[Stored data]
○ ○ ○ ○ ○ ○ ○
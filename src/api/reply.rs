//! Outbound interaction responses: messages, bookmark embeds and the search
//! navigation buttons.

use itertools::Itertools;
use once_cell::sync::Lazy;
use regex::Regex;
use rocket::serde::{Deserialize, Serialize};

use crate::db::search::BookmarkDetail;
use crate::search::{Page, SearchQuery};

pub const PONG: u8 = 1;
pub const CHANNEL_MESSAGE_WITH_SOURCE: u8 = 4;
pub const UPDATE_MESSAGE: u8 = 7;

pub const EPHEMERAL: u64 = 1 << 6;

const ACTION_ROW: u8 = 1;
const BUTTON: u8 = 2;
const STYLE_PRIMARY: u8 = 1;
const STYLE_LINK: u8 = 5;

const MAX_FOOTER_TAGS_LENGTH: usize = 1024;

static QUOTED_QUERY: Lazy<Regex> =
    Lazy::new(|| Regex::new(r"`([^`]*)`").expect("valid quoted query regex"));

#[derive(Serialize, Debug, Clone, PartialEq)]
#[serde(crate = "rocket::serde")]
pub struct InteractionResponse {
    #[serde(rename = "type")]
    pub kind: u8,
    #[serde(skip_serializing_if = "Option::is_none")]
    pub data: Option<MessagePayload>,
}

impl InteractionResponse {
    pub fn pong() -> Self {
        Self {
            kind: PONG,
            data: None,
        }
    }

    pub fn message(data: MessagePayload) -> Self {
        Self {
            kind: CHANNEL_MESSAGE_WITH_SOURCE,
            data: Some(data),
        }
    }

    /// Edits the message the clicked component belongs to.
    pub fn update(data: MessagePayload) -> Self {
        Self {
            kind: UPDATE_MESSAGE,
            data: Some(data),
        }
    }

    /// A private text message to the invoking user.
    pub fn ephemeral(content: impl Into<String>) -> Self {
        Self::message(MessagePayload::text(content).ephemeral())
    }
}

#[derive(Serialize, Debug, Clone, Default, PartialEq)]
#[serde(crate = "rocket::serde")]
pub struct MessagePayload {
    #[serde(skip_serializing_if = "Option::is_none")]
    pub content: Option<String>,
    /// Embeds and components are always sent, so an update drops the old ones.
    pub embeds: Vec<Embed>,
    pub components: Vec<ActionRow>,
    #[serde(skip_serializing_if = "Option::is_none")]
    pub flags: Option<u64>,
}

impl MessagePayload {
    pub fn text(content: impl Into<String>) -> Self {
        Self {
            content: Some(content.into()),
            ..Default::default()
        }
    }

    pub fn ephemeral(mut self) -> Self {
        self.flags = Some(self.flags.unwrap_or_default() | EPHEMERAL);
        self
    }

    pub fn is_ephemeral(&self) -> bool {
        self.flags.is_some_and(|f| f & EPHEMERAL != 0)
    }

    pub fn embed(mut self, embed: Embed) -> Self {
        self.embeds.push(embed);
        self
    }

    pub fn row(mut self, row: ActionRow) -> Self {
        self.components.push(row);
        self
    }
}

#[derive(Serialize, Debug, Clone, PartialEq)]
#[serde(crate = "rocket::serde")]
pub struct Embed {
    pub author: EmbedAuthor,
    pub description: String,
    pub timestamp: String,
    pub footer: EmbedFooter,
}

#[derive(Serialize, Debug, Clone, PartialEq)]
#[serde(crate = "rocket::serde")]
pub struct EmbedAuthor {
    pub name: String,
    pub url: String,
    pub icon_url: String,
}

#[derive(Serialize, Debug, Clone, PartialEq)]
#[serde(crate = "rocket::serde")]
pub struct EmbedFooter {
    pub text: String,
}

impl Embed {
    pub fn from_bookmark(detail: &BookmarkDetail) -> Self {
        let author = &detail.author;
        let name = match author.display_name.as_deref() {
            Some(display) => format!("{} ({})", author.username, display),
            None => author.username.clone(),
        };

        let mut footer = format!("#{}", detail.bookmark.user_bookmark_id);
        if let Some(alias) = detail.bookmark.alias.as_deref() {
            footer.push_str(&format!(" ({})", alias));
        }
        let user_tags = detail
            .tags
            .iter()
            .filter(|t| !t.autogenerated)
            .map(|t| t.name.as_str())
            .join(" ");
        if !user_tags.is_empty() {
            footer.push_str(" - ");
            footer.extend(user_tags.chars().take(MAX_FOOTER_TAGS_LENGTH));
        }

        Embed {
            author: EmbedAuthor {
                name,
                url: detail.message.link(),
                icon_url: avatar_url(author.id, author.avatar_hash.as_deref()),
            },
            description: detail.message.content.clone(),
            timestamp: detail.message.timestamp.clone(),
            footer: EmbedFooter { text: footer },
        }
    }
}

pub fn avatar_url(user_id: i64, avatar_hash: Option<&str>) -> String {
    match avatar_hash {
        Some(hash) => format!("https://cdn.discordapp.com/avatars/{}/{}.png", user_id, hash),
        None => format!(
            "https://cdn.discordapp.com/embed/avatars/{}.png",
            (user_id >> 22) % 6
        ),
    }
}

#[derive(Serialize, Debug, Clone, PartialEq)]
#[serde(crate = "rocket::serde")]
pub struct ActionRow {
    #[serde(rename = "type")]
    pub kind: u8,
    pub components: Vec<Button>,
}

impl ActionRow {
    pub fn new(components: Vec<Button>) -> Self {
        Self {
            kind: ACTION_ROW,
            components,
        }
    }
}

#[derive(Serialize, Debug, Clone, PartialEq)]
#[serde(crate = "rocket::serde")]
pub struct Button {
    #[serde(rename = "type")]
    pub kind: u8,
    pub style: u8,
    pub label: String,
    #[serde(skip_serializing_if = "Option::is_none")]
    pub custom_id: Option<String>,
    #[serde(skip_serializing_if = "Option::is_none")]
    pub url: Option<String>,
}

impl Button {
    pub fn primary(label: &str, custom_id: String) -> Self {
        Self {
            kind: BUTTON,
            style: STYLE_PRIMARY,
            label: label.to_string(),
            custom_id: Some(custom_id),
            url: None,
        }
    }

    pub fn link(label: &str, url: String) -> Self {
        Self {
            kind: BUTTON,
            style: STYLE_LINK,
            label: label.to_string(),
            custom_id: None,
            url: Some(url),
        }
    }
}

#[derive(Serialize, Deserialize, Debug, Clone, Copy, PartialEq, Eq)]
#[serde(crate = "rocket::serde", rename_all = "lowercase")]
pub enum Direction {
    Forward,
    Back,
}

/// Payload of a search navigation button's `custom_id`.
#[derive(Serialize, Deserialize, Debug, Clone, PartialEq, Eq)]
#[serde(crate = "rocket::serde")]
pub struct SearchButtonId {
    pub t: String,
    pub mode: Direction,
    /// `user_bookmark_id` of the bookmark displayed when the button was made.
    pub index: i32,
}

pub const SEARCH_BUTTON: &str = "search";

impl SearchButtonId {
    pub fn new(mode: Direction, index: i32) -> Self {
        Self {
            t: SEARCH_BUTTON.to_string(),
            mode,
            index,
        }
    }

    pub fn encode(&self) -> String {
        serde_json::to_string(self).unwrap_or_default()
    }

    pub fn decode(custom_id: &str) -> Option<Self> {
        serde_json::from_str(custom_id).ok()
    }
}

/// Back/Forward buttons around a jump link. Back is left out on the first
/// result and Forward on the last.
pub fn navigation_row(page: &Page<'_, BookmarkDetail>) -> ActionRow {
    let index = page.selected.bookmark.user_bookmark_id;
    let back = (!page.is_first).then(|| {
        Button::primary("Back", SearchButtonId::new(Direction::Back, index).encode())
    });
    let jump = Button::link("Jump to Message", page.selected.message.link());
    let forward = (!page.is_last).then(|| {
        Button::primary(
            "Forward",
            SearchButtonId::new(Direction::Forward, index).encode(),
        )
    });
    ActionRow::new(back.into_iter().chain([jump]).chain(forward).collect())
}

pub fn results_content(query: &SearchQuery, total: usize) -> String {
    format!(
        "Search results for `{}`. ({} result{})",
        query,
        total,
        if total == 1 { "" } else { "s" }
    )
}

/// Recovers the query rendered by [`results_content`].
pub fn extract_query(content: &str) -> Option<&str> {
    QUOTED_QUERY
        .captures(content)
        .and_then(|caps| caps.get(1))
        .map(|m| m.as_str())
}

/// The displayed search result with its navigation.
pub fn search_page(query: &SearchQuery, page: &Page<'_, BookmarkDetail>) -> MessagePayload {
    MessagePayload::text(results_content(query, page.len()))
        .embed(Embed::from_bookmark(page.selected))
        .row(navigation_row(page))
        .ephemeral()
}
○ ○ ○ ○ ○ ○ ○
_Task objective:_
Please determine how many lines of the records above contain "SearchButtonId", and state that number only.

_Result for this exercise:_
4